Ariano Irpino  – Nei giorni scorsi, l’azienda Farmaceutica Portoghese TRET-U  con la quale Biogem collabora, , ha ottenuto l’Orphan Drug Designation da parte dell’EMA ( European Medicines Agency) per l’inizio degli studi clinici nel Mesotelioma Maligno con il suo prodotto Pegasemp. Si tratta del tumore tumore maligno che ha origine nel rivestimento dei polmoni; il mesotelioma è stato collegato all’esposizione all’amianto.

Questo risultato è stato ottenuto grazie agli studi condotti in Biogem, nell’area MIR (Medicinal Investigational Research) diretta dal Dr. Claudio Pisano,  analizzando l’attività del nuovo farmaco prodotto dalla TREAT-U in modelli di mesotelioma pleurico umano sviluppati e caratterizzati in Biogem.

Il nuovo farmaco, Pegasemp, è stato sviluppo con l’intento di bersagliare specificamente tumori che esprimono selettivamente una proteina, la nucleolina. Il farmaco biotecnologico è costituito da nanoparticelle contenenti Doxorubicina e ingegnerizzate con un peptide che ha come target la Nucleolina. In Biogem, la ricerca condotta sui modelli di mesotelioma maligno, ha potuto stabilire che, questo tumore esprime altissimi livelli di nucleolina, il target del Pegasemp.
Successivamente, la ricerca condotta nel MIR di Biogem, in modelli in vivo di questo tumore, trattati con Pegasemp, ha dimostrato come il nuovo farmaco risulti essere estremamente più attivo, in questo tumore,  sia in termini di efficacia antitumorale che di ridotta tossicità rispetto alle terapie standard  utilizzate nei pazienti. I risultati di tali ricerche saranno presentati al congresso internazionale di oncologia dell’ American Association for Cancer Research (AACR) del prossimo Aprile a Washington.

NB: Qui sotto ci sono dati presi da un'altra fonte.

//! Budget, member and invite formatting

use tabled::Tabled;

use crate::currency::format_money;
use crate::display::format::{count_label, initials};
use crate::display::render_table;
use crate::models::{Budget, BudgetId, MAX_MEMBERS};
use crate::services::InviteInfo;

#[derive(Tabled)]
struct BudgetRow {
    #[tabled(rename = "")]
    current: &'static str,
    #[tabled(rename = "Name")]
    name: String,
    #[tabled(rename = "Members")]
    members: String,
    #[tabled(rename = "Currency")]
    currency: String,
    #[tabled(rename = "Balance")]
    balance: String,
    #[tabled(rename = "Invite code")]
    invite_code: String,
}

#[derive(Tabled)]
struct MemberRow {
    #[tabled(rename = "")]
    initials: String,
    #[tabled(rename = "Name")]
    name: String,
    #[tabled(rename = "Role")]
    role: String,
    #[tabled(rename = "Income")]
    income: String,
    #[tabled(rename = "Expenses")]
    expenses: String,
    #[tabled(rename = "Balance")]
    balance: String,
}

/// Budgets the user belongs to; `current` is marked with `*`
pub fn format_budget_list(budgets: &[Budget], current: Option<BudgetId>) -> String {
    if budgets.is_empty() {
        return "No budgets yet.\n\nRun 'famb budget create <name>' or 'famb budget join <code>'.".to_string();
    }

    let rows = budgets
        .iter()
        .map(|b| BudgetRow {
            current: if Some(b.id) == current { "*" } else { "" },
            name: b.name.clone(),
            members: format!("{}/{}", b.members.len(), MAX_MEMBERS),
            currency: b.currency.to_string(),
            balance: format_money(b.total_balance, b.currency),
            invite_code: b.invite_code.clone(),
        })
        .collect();
    render_table(rows)
}

pub fn format_member_table(budget: &Budget) -> String {
    let rows = budget
        .members
        .iter()
        .map(|m| MemberRow {
            initials: initials(&m.name),
            name: m.name.clone(),
            role: m.role.to_string(),
            income: format_money(m.income, budget.currency),
            expenses: format_money(m.expenses, budget.currency),
            balance: format_money(m.balance, budget.currency),
        })
        .collect();
    render_table(rows)
}

pub fn format_budget_details(budget: &Budget) -> String {
    let mut output = String::new();
    output.push_str(&format!("Budget:      {}\n", budget.name));
    if !budget.description.is_empty() {
        output.push_str(&format!("Description: {}\n", budget.description));
    }
    output.push_str(&format!("Currency:    {} ({})\n", budget.currency, budget.currency.name()));
    output.push_str(&format!("Invite code: {}\n", budget.invite_code));
    output.push_str(&format!(
        "Total:       {}\n",
        format_money(budget.total_balance, budget.currency)
    ));
    output.push('\n');
    output.push_str(&format_member_table(budget));
    if !budget.is_full() {
        output.push_str(&format!(
            "\n{} left. Share the invite code to add family members.",
            count_label(budget.open_slots(), "open slot", "open slots")
        ));
    }
    output
}

pub fn format_invite(info: &InviteInfo) -> String {
    if !info.can_invite() {
        return format!(
            "Budget '{}' is full ({} of {} members).",
            info.budget_name, info.members, MAX_MEMBERS
        );
    }
    format!(
        "Invite code for '{}': {}\n{} left. Others join with 'famb budget join {}'.",
        info.budget_name,
        info.invite_code,
        count_label(info.open_slots, "slot", "slots"),
        info.invite_code
    )
}

#[cfg(test)]
mod tests {
    use super::*;
    use crate::models::{Currency, User};

    #[test]
    fn test_details_show_members_and_slots() {
        let anna = User::new("anna@example.com", "Anna Nowak", "h");
        let budget = Budget::new("Home", &anna, Currency::Pln);

        let text = format_budget_details(&budget);
        assert!(text.contains("Anna Nowak"));
        assert!(text.contains("AN"));
        assert!(text.contains("owner"));
        assert!(text.contains(&budget.invite_code));
        assert!(text.contains("3 open slots left"));
    }

    #[test]
    fn test_list_marks_current_budget() {
        let anna = User::new("anna@example.com", "Anna", "h");
        let budget = Budget::new("Home", &anna, Currency::Usd);
        let text = format_budget_list(std::slice::from_ref(&budget), Some(budget.id));
        assert!(text.contains("*"));
        assert!(text.contains("1/4"));
        assert!(text.contains("$0.00"));

        assert!(format_budget_list(&[], None).contains("No budgets yet"));
    }
}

I risultati  della ricerca condotta in Biogem e  presentati all’EMA hanno permesso l’ottenimento per il Pegasemp della designazione di “orphan Drug” e la sua autorizzazione per la sperimentazione clinica.
Il contributo di Biogem a tale ricerca ha sicuramente una notevole valenza scientifica ma   soprattutto una valenza clinica in quanto l’autorizzazione alla  sperimentazione clinica di Pegasemp potrebbe, nel prossimo futuro, dare maggiori speranze di vita ai pazienti affetti da mesotelioma e per i  quali ad oggi non esistono cure.